Provided records:
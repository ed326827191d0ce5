//! Statuses, labels and users cannot be deleted while tasks use them

mod common;

use common::{draft, world};
use taskman_shared::models::{EntityKind, Label, Status};
use taskman_shared::services::{catalog, tasks, users};
use taskman_shared::ServiceError;

#[tokio::test]
async fn test_status_in_use_is_not_deleted() {
    let w = world().await;
    let task = tasks::create(&w.repos, w.creator.id, draft("Work", w.status.id, &[]))
        .await
        .unwrap();

    let err = catalog::delete::<Status, _, _>(&*w.repos.statuses, &*w.repos.tasks, w.status.id)
        .await
        .unwrap_err();

    assert!(matches!(
        err,
        ServiceError::ReferentialConflict {
            kind: EntityKind::Status,
            ..
        }
    ));
    assert_eq!(
        catalog::get::<Status, _>(&*w.repos.statuses, w.status.id).await.unwrap(),
        w.status
    );
    assert_eq!(tasks::get(&w.repos, task.id).await.unwrap().status_id, w.status.id);
}

#[tokio::test]
async fn test_unused_status_is_deleted() {
    let w = world().await;
    let spare = catalog::create::<Status, _>(&*w.repos.statuses, "spare").await.unwrap();

    let deleted = catalog::delete::<Status, _, _>(&*w.repos.statuses, &*w.repos.tasks, spare.id)
        .await
        .unwrap();

    assert_eq!(deleted.id, spare.id);
    assert!(matches!(
        catalog::get::<Status, _>(&*w.repos.statuses, spare.id).await,
        Err(ServiceError::NotFound { .. })
    ));
}

#[tokio::test]
async fn test_label_in_use_is_not_deleted() {
    let w = world().await;
    let label = w.labels[1].clone();
    tasks::create(&w.repos, w.creator.id, draft("Tagged", w.status.id, &[label.id]))
        .await
        .unwrap();

    let err = catalog::delete::<Label, _, _>(&*w.repos.labels, &*w.repos.tasks, label.id)
        .await
        .unwrap_err();

    assert!(matches!(
        err,
        ServiceError::ReferentialConflict {
            kind: EntityKind::Label,
            ..
        }
    ));
    assert!(catalog::get::<Label, _>(&*w.repos.labels, label.id).await.is_ok());
}

#[tokio::test]
async fn test_label_freed_after_task_update() {
    let w = world().await;
    let label = w.labels[0].clone();
    let task = tasks::create(&w.repos, w.creator.id, draft("Tagged", w.status.id, &[label.id]))
        .await
        .unwrap();
    tasks::update(
        &w.repos,
        w.creator.id,
        task.id,
        draft("Tagged", w.status.id, &[]).into_patch(),
    )
    .await
    .unwrap();

    assert!(catalog::delete::<Label, _, _>(&*w.repos.labels, &*w.repos.tasks, label.id)
        .await
        .is_ok());
}

#[tokio::test]
async fn test_creator_and_executor_cannot_delete_account() {
    let w = world().await;
    let mut assigned = draft("Assigned", w.status.id, &[]);
    assigned.executor_id = Some(w.other.id);
    tasks::create(&w.repos, w.creator.id, assigned).await.unwrap();

    for user in [&w.creator, &w.other] {
        let err = users::delete_account(&w.repos, user.id, user.id).await.unwrap_err();
        assert!(matches!(
            err,
            ServiceError::ReferentialConflict {
                kind: EntityKind::User,
                ..
            }
        ));
        assert!(users::get(&w.repos, user.id).await.is_ok());
    }
}

#[tokio::test]
async fn test_deleting_missing_rows_is_not_found() {
    let w = world().await;
    let err = catalog::delete::<Status, _, _>(&*w.repos.statuses, &*w.repos.tasks, 777)
        .await
        .unwrap_err();
    assert!(matches!(
        err,
        ServiceError::NotFound {
            kind: EntityKind::Status,
            id: 777
        }
    ));
}

#[tokio::test]
async fn test_catalog_validation() {
    let w = world().await;

    let err = catalog::create::<Status, _>(&*w.repos.statuses, "   ").await.unwrap_err();
    assert!(matches!(err, ServiceError::Validation(ref e) if e.has_field("name")));

    let err = catalog::create::<Label, _>(&*w.repos.labels, "bug").await.unwrap_err();
    assert!(matches!(err, ServiceError::Validation(ref e) if e.has_field("name")));

    let renamed = catalog::rename::<Label, _>(&*w.repos.labels, w.labels[0].id, " defect ")
        .await
        .unwrap();
    assert_eq!(renamed.name, "defect");
}
//! Use cases
//!
//! Services sit between request handlers and the repository ports. They
//! normalize and validate input, apply authorization rules for the acting
//! user, run the deletion guards and log every mutation.
//!
//! - [`catalog`]: statuses and labels, which share one shape
//! - [`guards`]: refuse deleting rows that tasks depend on
//! - [`tasks`]: task CRUD, label association and filtered listing
//! - [`users`]: registration, sign-in, profile edits and account deletion

pub mod catalog;
pub mod guards;
pub mod tasks;
pub mod users;
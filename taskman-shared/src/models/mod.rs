/// Domain records for the task manager
///
/// Every entity is a plain data struct. Persistence lives behind the
/// repository ports in [`crate::repository`]; validation lives on the input
/// types (`New*` and `*Patch`) via `validator` derives.
///
/// # Models
///
/// - `user`: accounts that create and execute tasks
/// - `status`: workflow states a task can be in
/// - `label`: free-form tags attached to tasks through a join table
/// - `task`: the unit of work, plus its joined read model [`TaskDetails`]
/// - `relation`: typed descriptors for the task relations
///
/// # Example
///
/// ```
/// use taskman_shared::models::{Entity, EntityKind, Status};
///
/// assert_eq!(Status::KIND, EntityKind::Status);
/// assert_eq!(EntityKind::Status.table(), "statuses");
/// ```

pub mod label;
pub mod relation;
pub mod status;
pub mod task;
pub mod user;

pub use label::{Label, LabelPatch, NewLabel};
pub use relation::{JoinKind, JoinSpec, TaskReference, TaskRelation};
pub use status::{NewStatus, Status, StatusPatch};
pub use task::{NewTask, Task, TaskDetails, TaskPatch};
pub use user::{NewUser, User, UserPatch, UserSummary};

use serde::Serialize;
use std::fmt;

/// The kinds of rows the store knows about
#[derive(Debug, Clone, Copy, PartialEq, Eq, Hash, Serialize)]
#[serde(rename_all = "snake_case")]
pub enum EntityKind {
    User,
    Status,
    Label,
    Task,
}

impl EntityKind {
    /// Table backing this kind
    pub fn table(&self) -> &'static str {
        match self {
            EntityKind::User => "users",
            EntityKind::Status => "statuses",
            EntityKind::Label => "labels",
            EntityKind::Task => "tasks",
        }
    }
}

impl fmt::Display for EntityKind {
    fn fmt(&self, f: &mut fmt::Formatter<'_>) -> fmt::Result {
        let name = match self {
            EntityKind::User => "user",
            EntityKind::Status => "status",
            EntityKind::Label => "label",
            EntityKind::Task => "task",
        };
        f.write_str(name)
    }
}

/// A persisted record with a store-assigned identifier
///
/// `New` is the insert payload and `Patch` the partial update payload. Both
/// are owned so they can cross the async repository boundary.
pub trait Entity: Clone + Send + Sync + 'static {
    type New: Send + Sync;
    type Patch: Send + Sync;

    const KIND: EntityKind;

    fn id(&self) -> i64;
}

What you need to do: Task for the records above: copy every line in which the word "that" occurs.

Answer for this exercise:
//! - [`guards`]: refuse deleting rows that tasks depend on
/// - `user`: accounts that create and execute tasks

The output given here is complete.